Under the FCA employers must initially focus on the applicant’s qualifications. After a conditional offer of employment is made, the employer can make the same inquiries into the applicant’s criminal history it could before the FCA. A conditional offer is one that can only be revoked based on (1) the results of a criminal background check; (2) the results of a medical exam in situations in which such exams are permitted by the Americans with Disabilities Act; or (3) the employer discovers new material information it could not have reasonably known before the conditional offer, which, if the employer had known, would have caused the employer not to make the conditional offer.
Under the FCA, an employer cannot deny employment unless it can (1) draw a direct relationship between the applicant’s criminal record and the prospective job or (2) show employing the applicant would involve an unreasonable risk to property or the safety or welfare of specific individuals or the general public. If the employer wishes to decline employment to the applicant for these reasons, it must follow the “Fair Chance Process.” This involves (1) disclosing to the applicant a written copy of any inquiry it conducted into the applicant’s criminal history; (2) sharing with the applicant a written copy of its FCA analysis; and (3) allowing the applicant at least three business days, from receipt of the employer’s inquiry and analysis to respond to the employer’s concern.
Guidance for the FCA sets forth the following per se violations:
- Declaring, printing, or circulating – or causing the declaration, printing, or circulation of – any solicitation, advertisement, or publication for employment that states any limitation or specification regarding criminal history, even if no adverse action follows; This includes, without limitation, advertisements and employment applications containing phrases such as: “no felonies,” “background check required,” and “must have clean record;”
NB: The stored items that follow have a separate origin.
//! Fixed-point pruning of unproductive leaf lineages.
//!
//! A non-root lineage is removed when it has no offspring left in the table
//! and its `tot_orgs` is below the cutoff. Removing a leaf can turn its parent
//! into a leaf, so removal runs in rounds: every round drops the current
//! candidates, decrements each surviving parent once per removed child, and
//! re-evaluates. The loop ends on the first round with no candidates.

use std::collections::{BTreeMap, HashMap};

use tracing::{debug, warn};

use crate::{Cutoff, LineageRow, PhylogenyTables};

/// Set `total_offspring` on every row to the number of other rows naming it as parent.
pub fn count_offspring(rows: &mut [LineageRow]) {
    let mut counts: HashMap<u64, i64> = HashMap::new();
    for row in rows.iter().filter(|r| r.parent_id != r.child_id) {
        *counts.entry(row.parent_id).or_insert(0) += 1;
    }
    for row in rows.iter_mut() {
        row.total_offspring = counts.get(&row.child_id).copied().unwrap_or(0);
    }
}

/// Summary of one pruning run.
#[derive(Clone, Copy, Debug, Default, PartialEq, Eq)]
pub struct PruneReport {
    /// Removal rounds that dropped at least one lineage.
    pub rounds: usize,
    /// Lineages dropped in total.
    pub removed: usize,
}

/// Working set of lineages keyed by `child_id`.
pub struct Pruner {
    cutoff: Cutoff,
    lineages: BTreeMap<u64, LineageRow>,
    tables: PhylogenyTables,
}

impl Pruner {
    /// Takes ownership of the merged tables; offspring counts are recomputed
    /// here, so whatever the rows carried before is ignored.
    pub fn new(mut tables: PhylogenyTables, cutoff: Cutoff) -> Self {
        count_offspring(&mut tables.lineages);
        let lineages = std::mem::take(&mut tables.lineages)
            .into_iter()
            .map(|row| (row.child_id, row))
            .collect();
        Self {
            cutoff,
            lineages,
            tables,
        }
    }

    fn is_removal_candidate(&self, row: &LineageRow) -> bool {
        row.total_offspring <= 0 && row.total_organism_count < self.cutoff.get() && !row.is_root()
    }

    fn is_retained(&self, row: &LineageRow) -> bool {
        row.is_root() || row.total_offspring > 0 || row.total_organism_count >= self.cutoff.get()
    }

    /// One removal round. Returns how many lineages were dropped.
    fn remove_round(&mut self) -> usize {
        let removal: Vec<u64> = self
            .lineages
            .values()
            .filter(|row| self.is_removal_candidate(row))
            .map(|row| row.child_id)
            .collect();

        let parents: Vec<(u64, u64)> = removal
            .iter()
            .filter_map(|id| self.lineages.remove(id))
            .map(|row| (row.child_id, row.parent_id))
            .collect();

        // Parents removed in this same round have nothing left to decrement.
        for (child, parent_id) in parents {
            if parent_id == child {
                continue;
            }
            match self.lineages.get_mut(&parent_id) {
                Some(parent) => {
                    if parent.total_offspring <= 0 {
                        warn!(
                            parent = parent_id,
                            child,
                            offspring = parent.total_offspring,
                            "offspring count would go negative"
                        );
                        debug_assert!(
                            parent.total_offspring > 0,
                            "lineage {parent_id} lost child {child} with no offspring recorded"
                        );
                    }
                    parent.total_offspring -= 1;
                }
                None => {
                    warn!(parent = parent_id, child, "removed lineage has no parent row");
                }
            }
        }
        removal.len()
    }

    /// Prune to a fixed point and restrict the size table to the survivors.
    pub fn run(mut self) -> (PhylogenyTables, PruneReport) {
        let mut report = PruneReport::default();
        loop {
            let removed = self.remove_round();
            if removed == 0 {
                break;
            }
            report.rounds += 1;
            report.removed += removed;
            debug!(
                round = report.rounds,
                removed,
                remaining = self.lineages.len(),
                "pruning round"
            );
        }

        let survivors: Vec<LineageRow> = self
            .lineages
            .values()
            .filter(|row| self.is_retained(row))
            .cloned()
            .collect();
        report.removed += self.lineages.len() - survivors.len();

        let mut tables = self.tables;
        tables
            .observations
            .retain(|obs| survivors.binary_search_by_key(&obs.lineage_id, |r| r.child_id).is_ok());
        tables.lineages = survivors;
        (tables, report)
    }
}

#[cfg(test)]
mod tests {
    use std::collections::HashSet;

    use proptest::prelude::*;

    use super::*;
    use crate::PopulationObservation;

    fn row(child_id: u64, parent_id: u64, tot_orgs: u64) -> LineageRow {
        LineageRow {
            child_id,
            parent_id,
            origin_time: 0.0,
            destruction_time: None,
            info: String::new(),
            total_organism_count: tot_orgs,
            total_offspring: 0,
        }
    }

    fn obs(lineage_id: u64, time: i64) -> PopulationObservation {
        PopulationObservation {
            lineage_id,
            time,
            population: 1,
            info: String::new(),
        }
    }

    fn prune(rows: Vec<LineageRow>, cutoff: u64) -> (PhylogenyTables, PruneReport) {
        let observations = rows.iter().map(|r| obs(r.child_id, 1)).collect();
        let tables = PhylogenyTables {
            lineages: rows,
            observations,
        };
        Pruner::new(tables, Cutoff::new(cutoff as i64).unwrap()).run()
    }

    fn ids(tables: &PhylogenyTables) -> Vec<u64> {
        tables.lineages.iter().map(|r| r.child_id).collect()
    }

    #[test]
    fn counts_direct_children_only() {
        let mut rows = vec![row(1, 0, 1), row(2, 1, 1), row(3, 1, 1), row(4, 2, 1), row(5, 5, 1)];
        count_offspring(&mut rows);
        let counts: Vec<i64> = rows.iter().map(|r| r.total_offspring).collect();
        assert_eq!(counts, vec![2, 1, 0, 0, 0]);
    }

    #[test]
    fn cascade_removes_chain_down_to_root() {
        let (tables, report) = prune(vec![row(1, 0, 1000), row(2, 1, 10), row(3, 2, 5)], 500);
        assert_eq!(ids(&tables), vec![1]);
        assert_eq!(tables.lineages[0].total_offspring, 0);
        assert_eq!(report.rounds, 2);
        assert_eq!(report.removed, 2);
        assert_eq!(tables.observations, vec![obs(1, 1)]);
    }

    #[test]
    fn large_lineages_need_no_rounds() {
        let (tables, report) = prune(vec![row(1, 0, 1000), row(2, 1, 600)], 500);
        assert_eq!(ids(&tables), vec![1, 2]);
        assert_eq!(report, PruneReport::default());
        assert_eq!(tables.lineages[0].total_offspring, 1);
    }

    #[test]
    fn cutoff_boundary_is_inclusive() {
        let (tables, _) = prune(vec![row(1, 0, 1), row(2, 1, 500), row(3, 1, 499)], 500);
        assert_eq!(ids(&tables), vec![1, 2]);
    }

    #[test]
    fn small_root_survives() {
        let (tables, _) = prune(vec![row(1, 0, 1), row(2, 0, 0)], 500);
        assert_eq!(ids(&tables), vec![1, 2]);
    }

    #[test]
    fn productive_small_lineage_is_kept() {
        // 2 is small but its child 3 clears the cutoff.
        let (tables, _) = prune(vec![row(1, 0, 1000), row(2, 1, 3), row(3, 2, 800), row(4, 2, 1)], 500);
        assert_eq!(ids(&tables), vec![1, 2, 3]);
        assert_eq!(tables.lineages[1].total_offspring, 1);
    }

    #[test]
    fn siblings_removed_in_one_round_decrement_once_each() {
        let (tables, report) = prune(
            vec![row(1, 0, 1000), row(2, 1, 10), row(3, 2, 1), row(4, 2, 1), row(5, 2, 1)],
            500,
        );
        assert_eq!(ids(&tables), vec![1]);
        assert_eq!(report.rounds, 2);
        assert_eq!(report.removed, 4);
    }

    #[test]
    fn dangling_parent_does_not_panic() {
        let (tables, _) = prune(vec![row(1, 0, 1000), row(7, 99, 1)], 500);
        assert_eq!(ids(&tables), vec![1]);
    }

    #[test]
    fn stale_offspring_counts_are_recomputed() {
        let mut stale = row(2, 1, 1);
        stale.total_offspring = 10;
        let (tables, _) = prune(vec![row(1, 0, 1000), stale], 500);
        assert_eq!(ids(&tables), vec![1]);
    }

    #[test]
    #[cfg(debug_assertions)]
    #[should_panic(expected = "lost child 3 with no offspring recorded")]
    fn decrement_below_zero_is_caught() {
        let tables = PhylogenyTables {
            lineages: vec![row(1, 0, 1000), row(2, 1, 1000), row(3, 2, 1)],
            observations: vec![],
        };
        let mut pruner = Pruner::new(tables, Cutoff::new(500).unwrap());
        // Lineage 2 still has child 3 but claims it has none.
        if let Some(parent) = pruner.lineages.get_mut(&2) {
            parent.total_offspring = 0;
        }
        pruner.remove_round();
    }

    #[test]
    fn consistent_counts_never_go_negative_mid_run() {
        let tables = PhylogenyTables {
            lineages: vec![row(1, 0, 1000), row(2, 1, 10), row(3, 2, 5), row(4, 2, 5)],
            observations: vec![],
        };
        let mut pruner = Pruner::new(tables, Cutoff::new(500).unwrap());
        while pruner.remove_round() > 0 {
            assert!(pruner.lineages.values().all(|r| r.total_offspring >= 0));
        }
        assert_eq!(pruner.lineages.keys().copied().collect::<Vec<_>>(), vec![1]);
    }

    // ── Properties ────────────────────────────────────────────────────────────

    /// Random forest: lineage `i` (1-based) points at an earlier lineage or is a root.
    fn arb_forest() -> impl Strategy<Value = Vec<LineageRow>> {
        prop::collection::vec((any::<prop::sample::Index>(), prop::bool::weighted(0.15), 0u64..1200), 1..60)
            .prop_map(|picks| {
                picks
                    .into_iter()
                    .enumerate()
                    .map(|(i, (pick, is_root, tot_orgs))| {
                        let id = i as u64 + 1;
                        let parent = if i == 0 || is_root { 0 } else { pick.index(i) as u64 + 1 };
                        row(id, parent, tot_orgs)
                    })
                    .collect()
            })
    }

    proptest! {
        #![proptest_config(ProptestConfig::with_cases(200))]

        #[test]
        fn prop_pruning_is_idempotent(rows in arb_forest(), cutoff in 0u64..1200) {
            let (once, _) = prune(rows, cutoff);
            let again = Pruner::new(once.clone(), Cutoff::new(cutoff as i64).unwrap()).run();
            prop_assert_eq!(&again.0, &once);
            prop_assert_eq!(again.1, PruneReport::default());
        }

        #[test]
        fn prop_higher_cutoff_never_keeps_more(rows in arb_forest(), a in 0u64..1200, b in 0u64..1200) {
            let (low, high) = (a.min(b), a.max(b));
            let (kept_low, _) = prune(rows.clone(), low);
            let (kept_high, _) = prune(rows, high);
            prop_assert!(kept_high.lineages.len() <= kept_low.lineages.len());
        }

        #[test]
        fn prop_roots_always_survive(rows in arb_forest(), cutoff in 0u64..1200) {
            let roots: Vec<u64> = rows.iter().filter(|r| r.is_root()).map(|r| r.child_id).collect();
            let (tables, _) = prune(rows, cutoff);
            let kept: HashSet<u64> = ids(&tables).into_iter().collect();
            for root in roots {
                prop_assert!(kept.contains(&root));
            }
        }

        #[test]
        fn prop_offspring_counts_match_survivors(rows in arb_forest(), cutoff in 0u64..1200) {
            let (tables, _) = prune(rows, cutoff);
            for r in &tables.lineages {
                let children = tables.lineages.iter().filter(|c| c.parent_id == r.child_id).count();
                prop_assert_eq!(r.total_offspring, children as i64);
                prop_assert!(r.is_root() || r.total_offspring > 0 || r.total_organism_count >= cutoff);
            }
        }

        #[test]
        fn prop_observations_follow_lineages(rows in arb_forest(), cutoff in 0u64..1200) {
            let (tables, _) = prune(rows, cutoff);
            let kept: Vec<u64> = ids(&tables);
            let observed: Vec<u64> = tables.observations.iter().map(|o| o.lineage_id).collect();
            prop_assert_eq!(observed, kept);
        }

        #[test]
        fn prop_surviving_parents_are_present(rows in arb_forest(), cutoff in 0u64..1200) {
            let (tables, _) = prune(rows, cutoff);
            let kept: HashSet<u64> = ids(&tables).into_iter().collect();
            for r in &tables.lineages {
                prop_assert!(r.is_root() || kept.contains(&r.parent_id));
            }
        }
    }
}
- Making any statement or inquiry regarding criminal history, before making a conditional offer of employment, even if no adverse action follows;
- Withdrawing a conditional offer of employment based on an applicant’s criminal history before completing the Fair Chance Process;
- Failing to disclose to the applicant a written copy of any inquiry an employer conducted into the applicant’s criminal history;
- Failing to share with the applicant a written copy of the employer’s FCA analysis;
- Failing to hold the prospective position open for at least three business days, from an applicant’s receipt of both the inquiry and analysis, to allow the applicant to respond;
- Taking an adverse employment action because of an applicant’s non-conviction, i.e., the arrest.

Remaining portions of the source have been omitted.